O Atlético-MG entra em campo com a vantagem conquistada na ida: 1 a 0 sobre o Bragantino, resultado construído após uma falha de Cleiton. Esse placar dá ao Galo a margem que transforma o empate em classificação direta, enquanto o time paulista precisa vencer por dois gols para avançar — triunfo por um leva a decisão para os pênaltis.
A equipe de Jorge Sampaoli chega com bom momento recente e adotou rodízio no fim de semana, preservando titulares no duelo do Brasileiro.
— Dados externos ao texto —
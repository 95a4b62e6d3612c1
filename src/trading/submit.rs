//! Transaction submission
//!
//! Every submitter returns only once the signature is confirmed (or the dry-run
//! signature is produced); failures surface as retryable errors.

use async_trait::async_trait;
use solana_client::nonblocking::rpc_client::RpcClient;
use solana_client::rpc_config::RpcSendTransactionConfig;
use solana_sdk::commitment_config::CommitmentConfig;
use solana_sdk::signature::Signature;
use solana_sdk::transaction::VersionedTransaction;
use std::sync::Arc;
use std::time::{Duration, Instant};
use tracing::{debug, info};

use crate::error::{Error, Result};

const CONFIRM_POLL_INTERVAL: Duration = Duration::from_millis(400);

#[async_trait]
pub trait Submitter: Send + Sync {
    /// Broadcast a signed transaction and wait for confirmation
    async fn submit(&self, transaction: &VersionedTransaction) -> Result<Signature>;

    fn name(&self) -> &'static str;
}

fn first_signature(transaction: &VersionedTransaction) -> Result<Signature> {
    transaction
        .signatures
        .first()
        .copied()
        .ok_or_else(|| Error::TransactionBuild("transaction has no signatures".into()))
}

/// Poll the signature status until it lands, fails, or `timeout` passes
async fn wait_for_confirmation(
    rpc: &RpcClient,
    signature: &Signature,
    timeout: Duration,
) -> Result<()> {
    let started = Instant::now();
    loop {
        match rpc
            .get_signature_status_with_commitment(signature, CommitmentConfig::confirmed())
            .await
        {
            Ok(Some(Ok(()))) => return Ok(()),
            Ok(Some(Err(e))) => {
                return Err(Error::TransactionSend(format!(
                    "transaction {} failed: {}",
                    signature, e
                )))
            }
            Ok(None) => {}
            Err(e) => debug!(%signature, error = %e, "Signature status poll failed"),
        }

        if started.elapsed() >= timeout {
            return Err(Error::ConfirmationTimeout(timeout.as_millis() as u64));
        }
        tokio::time::sleep(CONFIRM_POLL_INTERVAL).await;
    }
}

/// Sends through the main RPC endpoint with preflight skipped
pub struct RpcSubmitter {
    rpc: Arc<RpcClient>,
    confirm_timeout: Duration,
}

impl RpcSubmitter {
    pub fn new(rpc: Arc<RpcClient>, confirm_timeout: Duration) -> Self {
        Self {
            rpc,
            confirm_timeout,
        }
    }
}

#[async_trait]
impl Submitter for RpcSubmitter {
    async fn submit(&self, transaction: &VersionedTransaction) -> Result<Signature> {
        let config = RpcSendTransactionConfig {
            skip_preflight: true,
            max_retries: Some(1),
            ..RpcSendTransactionConfig::default()
        };

        let signature = self
            .rpc
            .send_transaction_with_config(transaction, config)
            .await
            .map_err(|e| Error::TransactionSend(e.to_string()))?;
        debug!(%signature, "Sent via RPC, awaiting confirmation");

        wait_for_confirmation(&self.rpc, &signature, self.confirm_timeout).await?;
        Ok(signature)
    }

    fn name(&self) -> &'static str {
        "rpc"
    }
}

/// Sends through the tip relay; confirmation is read from the main RPC
pub struct RelaySubmitter {
    relay: RpcClient,
    rpc: Arc<RpcClient>,
    confirm_timeout: Duration,
}

impl RelaySubmitter {
    pub fn new(relay_url: &str, api_key: &str, rpc: Arc<RpcClient>, confirm_timeout: Duration) -> Self {
        let endpoint = if api_key.is_empty() {
            relay_url.to_string()
        } else {
            format!("{}?c={}", relay_url, api_key)
        };
        Self {
            relay: RpcClient::new(endpoint),
            rpc,
            confirm_timeout,
        }
    }
}

#[async_trait]
impl Submitter for RelaySubmitter {
    async fn submit(&self, transaction: &VersionedTransaction) -> Result<Signature> {
        let config = RpcSendTransactionConfig {
            skip_preflight: false,
            max_retries: Some(2),
            ..RpcSendTransactionConfig::default()
        };

        let signature = self
            .relay
            .send_transaction_with_config(transaction, config)
            .await
            .map_err(|e| Error::TransactionSend(format!("relay: {}", e)))?;
        debug!(%signature, "Sent via relay, awaiting confirmation");

        wait_for_confirmation(&self.rpc, &signature, self.confirm_timeout).await?;
        Ok(signature)
    }

    fn name(&self) -> &'static str {
        "relay"
    }
}

/// Never broadcasts; reports the locally computed signature
#[derive(Debug, Default)]
pub struct DryRunSubmitter;

#[async_trait]
impl Submitter for DryRunSubmitter {
    async fn submit(&self, transaction: &VersionedTransaction) -> Result<Signature> {
        let signature = first_signature(transaction)?;
        info!(%signature, "[DRY RUN] Would submit transaction");
        Ok(signature)
    }

    fn name(&self) -> &'static str {
        "dry_run"
    }
}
A tendência é que o técnico recupere a base considerada ideal: Natanael aparece como opção pelo lado direito, Maycon no meio e Bernard tem chances de começar entre os 11, com o objetivo claro de controlar o jogo e administrar a vantagem construída na ida.
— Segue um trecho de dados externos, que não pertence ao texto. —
impl Config {
    /// Load configuration from file and environment variables
    pub fn load<P: AsRef<Path>>(path: P) -> Result<Self> {
        let path = path.as_ref();

        let settings = config::Config::builder()
            // Load from file if exists
            .add_source(config::File::from(path).required(false))
            // Override with environment variables (prefix SNIPER_)
            .add_source(
                config::Environment::with_prefix("SNIPER")
                    .separator("__")
                    .try_parsing(true),
            )
            .build()
            .context("Failed to build configuration")?;

        let config: Config = settings
            .try_deserialize()
            .context("Failed to deserialize configuration")?;

        config.validate()?;

        Ok(config)
    }

    /// Validate configuration values
    pub fn validate(&self) -> Result<()> {
        let t = &self.trading;
        if t.sniper_amount_sol <= 0.0 {
            anyhow::bail!("sniper_amount_sol must be positive");
        }
        if t.profit_target <= 1.0 {
            anyhow::bail!("profit_target must be greater than 1.0, got {}", t.profit_target);
        }
        if t.stop_loss <= 0.0 || t.stop_loss >= 1.0 {
            anyhow::bail!("stop_loss must be between 0 and 1, got {}", t.stop_loss);
        }
        if t.max_positions == 0 {
            anyhow::bail!("max_positions must be at least 1");
        }
        if t.max_hold_time_ms == 0 {
            anyhow::bail!("max_hold_time_ms must be positive");
        }
        if t.slippage_bps > 10000 {
            anyhow::bail!("slippage_bps cannot exceed 10000 (100%)");
        }

        let r = &self.risk;
        if r.max_daily_loss <= 0.0 {
            anyhow::bail!("max_daily_loss must be positive");
        }
        if r.max_single_loss <= 0.0 {
            anyhow::bail!("max_single_loss must be positive");
        }
        if r.warning_ratio <= 0.0 || r.warning_ratio > 1.0 {
            anyhow::bail!("warning_ratio must be in (0, 1]");
        }
        if t.sniper_amount_sol > r.max_single_loss {
            tracing::warn!(
                "sniper_amount_sol ({}) exceeds max_single_loss ({}) - every buy will be blocked",
                t.sniper_amount_sol,
                r.max_single_loss
            );
        }

        if self.execution.max_retries == 0 {
            anyhow::bail!("max_retries must be at least 1");
        }
        if self.detector.liquidity_threshold < 0.0 {
            anyhow::bail!("liquidity_threshold cannot be negative");
        }
        if self.stream.queue_capacity == 0 {
            anyhow::bail!("queue_capacity must be at least 1");
        }
        if self.stream.account_include.is_empty() {
            anyhow::bail!("stream.account_include must name at least one account");
        }
        if self.monitor.interval_ms == 0 || self.risk.monitor_interval_ms == 0 {
            anyhow::bail!("monitor intervals must be positive");
        }

        for (name, value) in [
            ("detector.pool_authority", &self.detector.pool_authority),
            ("detector.wrapped_native_mint", &self.detector.wrapped_native_mint),
            ("execution.tip_address", &self.execution.tip_address),
        ] {
            Pubkey::from_str(value).with_context(|| format!("Invalid {}: {}", name, value))?;
        }
        for account in &self.stream.account_include {
            Pubkey::from_str(account)
                .with_context(|| format!("Invalid stream.account_include entry: {}", account))?;
        }

        url::Url::parse(&self.stream.ws_url).context("Invalid stream.ws_url")?;
        url::Url::parse(&self.execution.quote_api_url).context("Invalid execution.quote_api_url")?;

        Ok(())
    }

    /// Get masked configuration for display (hide secrets)
    pub fn masked_display(&self) -> String {
        format!(
            r#"Configuration:
  RPC:
    endpoint: {}
    timeout: {}ms
    confirm_timeout: {}ms
  Stream:
    ws_url: {}
    account_include: {:?}
    commitment: {}
    reconnect_delay: {}ms
    queue_capacity: {}
  Detector:
    liquidity_threshold: {} SOL
    pool_authority: {}
    pools: pumpfun={} pumpswap={} raydium_launchlab={} raydium_cpmm={}
  Trading:
    sniper_amount: {} SOL
    profit_target: {}x
    stop_loss: {}x
    max_hold_time: {}ms
    max_positions: {}
    slippage: {}bps
  Risk:
    max_daily_loss: {} SOL
    max_single_loss: {} SOL
    trade_cooldown: {}ms
  Execution:
    route: {}
    max_retries: {}
    retry_delay: {}ms
    priority_fee: {} lamports
    relay_tip: {} lamports -> {}
    bundle_tip: {} lamports
    relay_url: {}
    relay_api_key: {}
    quote_api_url: {}
    dry_run: {}
  Monitor:
    interval: {}ms
    close_on_shutdown: {}"#,
            mask_url(&self.rpc.endpoint),
            self.rpc.timeout_ms,
            self.rpc.confirm_timeout_ms,
            mask_url(&self.stream.ws_url),
            self.stream.account_include,
            self.stream.commitment,
            self.stream.reconnect_delay_ms,
            self.stream.queue_capacity,
            self.detector.liquidity_threshold,
            self.detector.pool_authority,
            self.detector.pools.pumpfun,
            self.detector.pools.pumpswap,
            self.detector.pools.raydium_launchlab,
            self.detector.pools.raydium_cpmm,
            self.trading.sniper_amount_sol,
            self.trading.profit_target,
            self.trading.stop_loss,
            self.trading.max_hold_time_ms,
            self.trading.max_positions,
            self.trading.slippage_bps,
            self.risk.max_daily_loss,
            self.risk.max_single_loss,
            self.risk.trade_cooldown_ms,
            self.execution.route,
            self.execution.max_retries,
            self.execution.retry_delay_ms,
            self.execution.priority_fee_lamports,
            self.execution.relay_tip_lamports,
            self.execution.tip_address,
            self.execution.bundle_tip_lamports,
            mask_url(&self.execution.relay_url),
            mask_secret(&self.execution.relay_api_key),
            mask_url(&self.execution.quote_api_url),
            self.execution.dry_run,
            self.monitor.interval_ms,
            self.monitor.close_on_shutdown,
        )
    }
}

/// Mask URL for display (hide API keys in query params)
fn mask_url(url: &str) -> String {
    if let Some(idx) = url.find('?') {
        format!("{}?***", &url[..idx])
    } else {
        url.to_string()
    }
}

fn mask_secret(secret: &str) -> &'static str {
    if secret.is_empty() {
        "(not set)"
    } else {
        "***"
    }
}

impl Default for Config {
    fn default() -> Self {
        Self {
            rpc: RpcConfig::default(),
            stream: StreamConfig::default(),
            detector: DetectorConfig::default(),
            trading: TradingConfig::default(),
            risk: RiskConfig::default(),
            execution: ExecutionConfig::default(),
            monitor: MonitorConfig::default(),
        }
    }
}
Do outro lado, o Bragantino busca força máxima: Matheus Fernandes e Henry Mosquera estão à disposição após suspensão na primeira partida, e Rodriguinho viajou com o grupo apesar de incômodos. Thiago Borbas, no entanto, que pertence ao clube paulista, não foi relacionado pelo Atlético — a opção evitou o pagamento de cláusula para liberá‑lo. São ausências e retornos que influenciam diretamente a ambição de recuperação do time paulista.
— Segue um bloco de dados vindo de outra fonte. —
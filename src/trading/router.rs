//! Quote/swap routing service client
//!
//! Jupiter-compatible HTTP API:
//! - `GET {base}/quote?inputMint&outputMint&amount&slippageBps`
//! - `POST {base}/swap` returning a base64 `swapTransaction`

use async_trait::async_trait;
use reqwest::{Client, StatusCode};
use serde::{Deserialize, Serialize};
use serde_json::Value;
use std::time::Duration;
use tracing::debug;

use crate::config::ExecutionConfig;
use crate::error::{Error, Result};

#[derive(Debug, Clone, PartialEq)]
pub struct QuoteRequest {
    pub input_mint: String,
    pub output_mint: String,
    /// Base units of the input asset
    pub amount: u64,
    pub slippage_bps: u32,
}

/// Quote object; `raw` is passed back to the swap call untouched
#[derive(Debug, Clone)]
pub struct QuoteResponse {
    pub in_amount: u64,
    pub out_amount: u64,
    pub price_impact_pct: f64,
    pub raw: Value,
}

impl QuoteResponse {
    pub fn from_value(raw: Value) -> Result<Self> {
        let in_amount = amount_field(&raw, "inAmount")?;
        let out_amount = amount_field(&raw, "outAmount")?;
        let price_impact_pct = raw
            .get("priceImpactPct")
            .and_then(|v| match v {
                Value::String(s) => s.parse().ok(),
                other => other.as_f64(),
            })
            .unwrap_or(0.0);

        Ok(Self {
            in_amount,
            out_amount,
            price_impact_pct,
            raw,
        })
    }
}

fn amount_field(raw: &Value, name: &str) -> Result<u64> {
    match raw.get(name) {
        Some(Value::String(s)) => s
            .parse()
            .map_err(|_| Error::Quote(format!("invalid {}: {}", name, s))),
        Some(Value::Number(n)) => n
            .as_u64()
            .ok_or_else(|| Error::Quote(format!("invalid {}: {}", name, n))),
        _ => Err(Error::Quote(format!("quote missing {}", name))),
    }
}

/// How the routing service should price inclusion
#[derive(Debug, Clone, PartialEq, Serialize)]
#[serde(untagged)]
pub enum PrioritizationFee {
    /// Flat priority fee in lamports
    Lamports(u64),
    /// Tip forwarded by the service to the block engine
    JitoTip {
        #[serde(rename = "jitoTipLamports")]
        jito_tip_lamports: u64,
    },
}

#[derive(Debug, Clone, Serialize)]
#[serde(rename_all = "camelCase")]
pub struct SwapRequest {
    pub user_public_key: String,
    pub quote_response: Value,
    pub wrap_and_unwrap_sol: bool,
    pub dynamic_compute_unit_limit: bool,
    #[serde(skip_serializing_if = "Option::is_none")]
    pub prioritization_fee_lamports: Option<PrioritizationFee>,
}

impl SwapRequest {
    pub fn new(user_public_key: String, quote: &QuoteResponse) -> Self {
        Self {
            user_public_key,
            quote_response: quote.raw.clone(),
            wrap_and_unwrap_sol: true,
            dynamic_compute_unit_limit: true,
            prioritization_fee_lamports: None,
        }
    }

    pub fn with_fee(mut self, fee: Option<PrioritizationFee>) -> Self {
        self.prioritization_fee_lamports = fee;
        self
    }
}

#[derive(Debug, Clone, Deserialize)]
#[serde(rename_all = "camelCase")]
pub struct SwapResponse {
    /// Base64 serialized, unsigned versioned transaction
    pub swap_transaction: String,
    #[serde(default)]
    pub last_valid_block_height: u64,
    #[serde(default)]
    pub prioritization_fee_lamports: u64,
}

/// External quote/swap service
#[async_trait]
pub trait SwapRouter: Send + Sync {
    async fn quote(&self, request: &QuoteRequest) -> Result<QuoteResponse>;

    async fn swap_transaction(&self, request: &SwapRequest) -> Result<SwapResponse>;
}

/// HTTP client for a Jupiter-compatible aggregator
pub struct JupiterRouter {
    client: Client,
    base_url: String,
    api_key: Option<String>,
}

impl JupiterRouter {
    pub fn new(config: &ExecutionConfig) -> Result<Self> {
        let client = Client::builder()
            .timeout(Duration::from_secs(config.http_timeout_secs))
            .build()
            .map_err(|e| Error::Http(format!("Failed to create HTTP client: {}", e)))?;

        let api_key = if config.quote_api_key.is_empty() {
            None
        } else {
            Some(config.quote_api_key.clone())
        };

        Ok(Self {
            client,
            base_url: config.quote_api_url.trim_end_matches('/').to_string(),
            api_key,
        })
    }

    fn with_key(&self, request: reqwest::RequestBuilder) -> reqwest::RequestBuilder {
        match &self.api_key {
            Some(key) => request.header("x-api-key", key),
            None => request,
        }
    }

    async fn read_json(response: reqwest::Response) -> Result<Value> {
        let status = response.status();
        let body = response
            .text()
            .await
            .map_err(|e| Error::Http(format!("Failed to read response: {}", e)))?;

        if status == StatusCode::TOO_MANY_REQUESTS {
            return Err(Error::Http("Rate limit exceeded".into()));
        }
        if !status.is_success() {
            return Err(Error::Quote(format!(
                "HTTP {}: {}",
                status,
                body.chars().take(200).collect::<String>()
            )));
        }

        serde_json::from_str(&body).map_err(|e| Error::Deserialization(e.to_string()))
    }
}

#[async_trait]
impl SwapRouter for JupiterRouter {
    async fn quote(&self, request: &QuoteRequest) -> Result<QuoteResponse> {
        let url = format!("{}/quote", self.base_url);
        debug!(
            input = %request.input_mint,
            output = %request.output_mint,
            amount = request.amount,
            "Requesting quote"
        );

        let builder = self.client.get(&url).query(&[
            ("inputMint", request.input_mint.as_str()),
            ("outputMint", request.output_mint.as_str()),
            ("amount", &request.amount.to_string()),
            ("slippageBps", &request.slippage_bps.to_string()),
        ]);

        let response = self.with_key(builder).send().await?;
        let raw = Self::read_json(response).await?;

        if let Some(err) = raw.get("error").and_then(Value::as_str) {
            return Err(Error::Quote(err.to_string()));
        }

        QuoteResponse::from_value(raw)
    }

    async fn swap_transaction(&self, request: &SwapRequest) -> Result<SwapResponse> {
        let url = format!("{}/swap", self.base_url);

        let builder = self.client.post(&url).json(request);
        let response = self.with_key(builder).send().await?;
        let raw = Self::read_json(response).await?;

        let swap: SwapResponse = serde_json::from_value(raw)
            .map_err(|e| Error::TransactionBuild(format!("Failed to get swap transaction data: {}", e)))?;

        if swap.swap_transaction.is_empty() {
            return Err(Error::TransactionBuild("Failed to get swap transaction data".into()));
        }

        Ok(swap)
    }
}

#[cfg(test)]
mod tests {
    use super::*;
    use serde_json::json;
    use tokio::io::{AsyncReadExt, AsyncWriteExt};
    use tokio::net::TcpListener;

    /// Serve one canned HTTP response and return the base url
    async fn serve_once(status_line: &'static str, body: String) -> String {
        let listener = TcpListener::bind("127.0.0.1:0").await.unwrap();
        let addr = listener.local_addr().unwrap();
        tokio::spawn(async move {
            let (mut socket, _) = listener.accept().await.unwrap();
            let mut buf = [0u8; 4096];
            let _ = socket.read(&mut buf).await;
            let response = format!(
                "HTTP/1.1 {}\r\ncontent-type: text/plain; charset=utf-8\r\ncontent-length: {}\r\nconnection: close\r\n\r\n{}",
                status_line,
                body.len(),
                body
            );
            socket.write_all(response.as_bytes()).await.unwrap();
            socket.shutdown().await.unwrap();
        });
        format!("http://{}", addr)
    }

    #[tokio::test]
    async fn test_error_body_cut_on_char_boundary() {
        // Two-byte character straddles byte 200
        let body = format!("{}é tail", "a".repeat(199));
        let base = serve_once("500 Internal Server Error", body).await;
        let router = JupiterRouter::new(&ExecutionConfig {
            quote_api_url: base,
            ..ExecutionConfig::default()
        })
        .unwrap();

        let err = router
            .quote(&QuoteRequest {
                input_mint: "So11111111111111111111111111111111111111112".into(),
                output_mint: "MintA".into(),
                amount: 1_000,
                slippage_bps: 100,
            })
            .await
            .unwrap_err();

        match err {
            Error::Quote(message) => {
                assert!(message.starts_with("HTTP 500"));
                assert!(message.ends_with(&format!("{}é", "a".repeat(199))));
            }
            other => panic!("unexpected error: {:?}", other),
        }
    }

    #[test]
    fn test_quote_from_value() {
        let quote = QuoteResponse::from_value(json!({
            "inputMint": "So11111111111111111111111111111111111111112",
            "inAmount": "100000000",
            "outputMint": "MintA",
            "outAmount": "35000000000",
            "priceImpactPct": "0.012",
            "routePlan": []
        }))
        .unwrap();

        assert_eq!(quote.in_amount, 100_000_000);
        assert_eq!(quote.out_amount, 35_000_000_000);
        assert!((quote.price_impact_pct - 0.012).abs() < 1e-12);
        assert!(quote.raw.get("routePlan").is_some());
    }

    #[test]
    fn test_quote_missing_amount() {
        let err = QuoteResponse::from_value(json!({"inAmount": "1"})).unwrap_err();
        assert!(matches!(err, Error::Quote(_)));
    }

    #[test]
    fn test_swap_request_fee_shapes() {
        let quote = QuoteResponse::from_value(json!({"inAmount": "1", "outAmount": "2"})).unwrap();

        let flat = SwapRequest::new("User".into(), &quote)
            .with_fee(Some(PrioritizationFee::Lamports(10_000)));
        let body = serde_json::to_value(&flat).unwrap();
        assert_eq!(body["prioritizationFeeLamports"], 10_000);
        assert_eq!(body["userPublicKey"], "User");
        assert_eq!(body["wrapAndUnwrapSol"], true);
        assert_eq!(body["quoteResponse"]["outAmount"], "2");

        let tip = SwapRequest::new("User".into(), &quote).with_fee(Some(PrioritizationFee::JitoTip {
            jito_tip_lamports: 100_000,
        }));
        let body = serde_json::to_value(&tip).unwrap();
        assert_eq!(body["prioritizationFeeLamports"]["jitoTipLamports"], 100_000);

        let none = SwapRequest::new("User".into(), &quote).with_fee(None);
        let body = serde_json::to_value(&none).unwrap();
        assert!(body.get("prioritizationFeeLamports").is_none());
    }

    #[test]
    fn test_router_trims_base_url() {
        let config = ExecutionConfig {
            quote_api_url: "https://quote.example.com/swap/v1/".into(),
            ..ExecutionConfig::default()
        };
        let router = JupiterRouter::new(&config).unwrap();
        assert_eq!(router.base_url, "https://quote.example.com/swap/v1");
        assert!(router.api_key.is_none());
    }
}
A Sul-Americana representa um caminho rápido de volta à Libertadores, e o duelo em Belo Horizonte tem desdobramentos práticos: se o Galo for eliminado, perde proteção esportiva e receita que acompanham avanços continentais; se avançar, poderá incluir Fred e Kevin Castaño, que chegaram após o prazo de inscrição, nas quartas. Em campo, a lição é clara: a vantagem existe, mas não elimina a necessidade de controle e atenção diante de um adversário pressionado a atacar.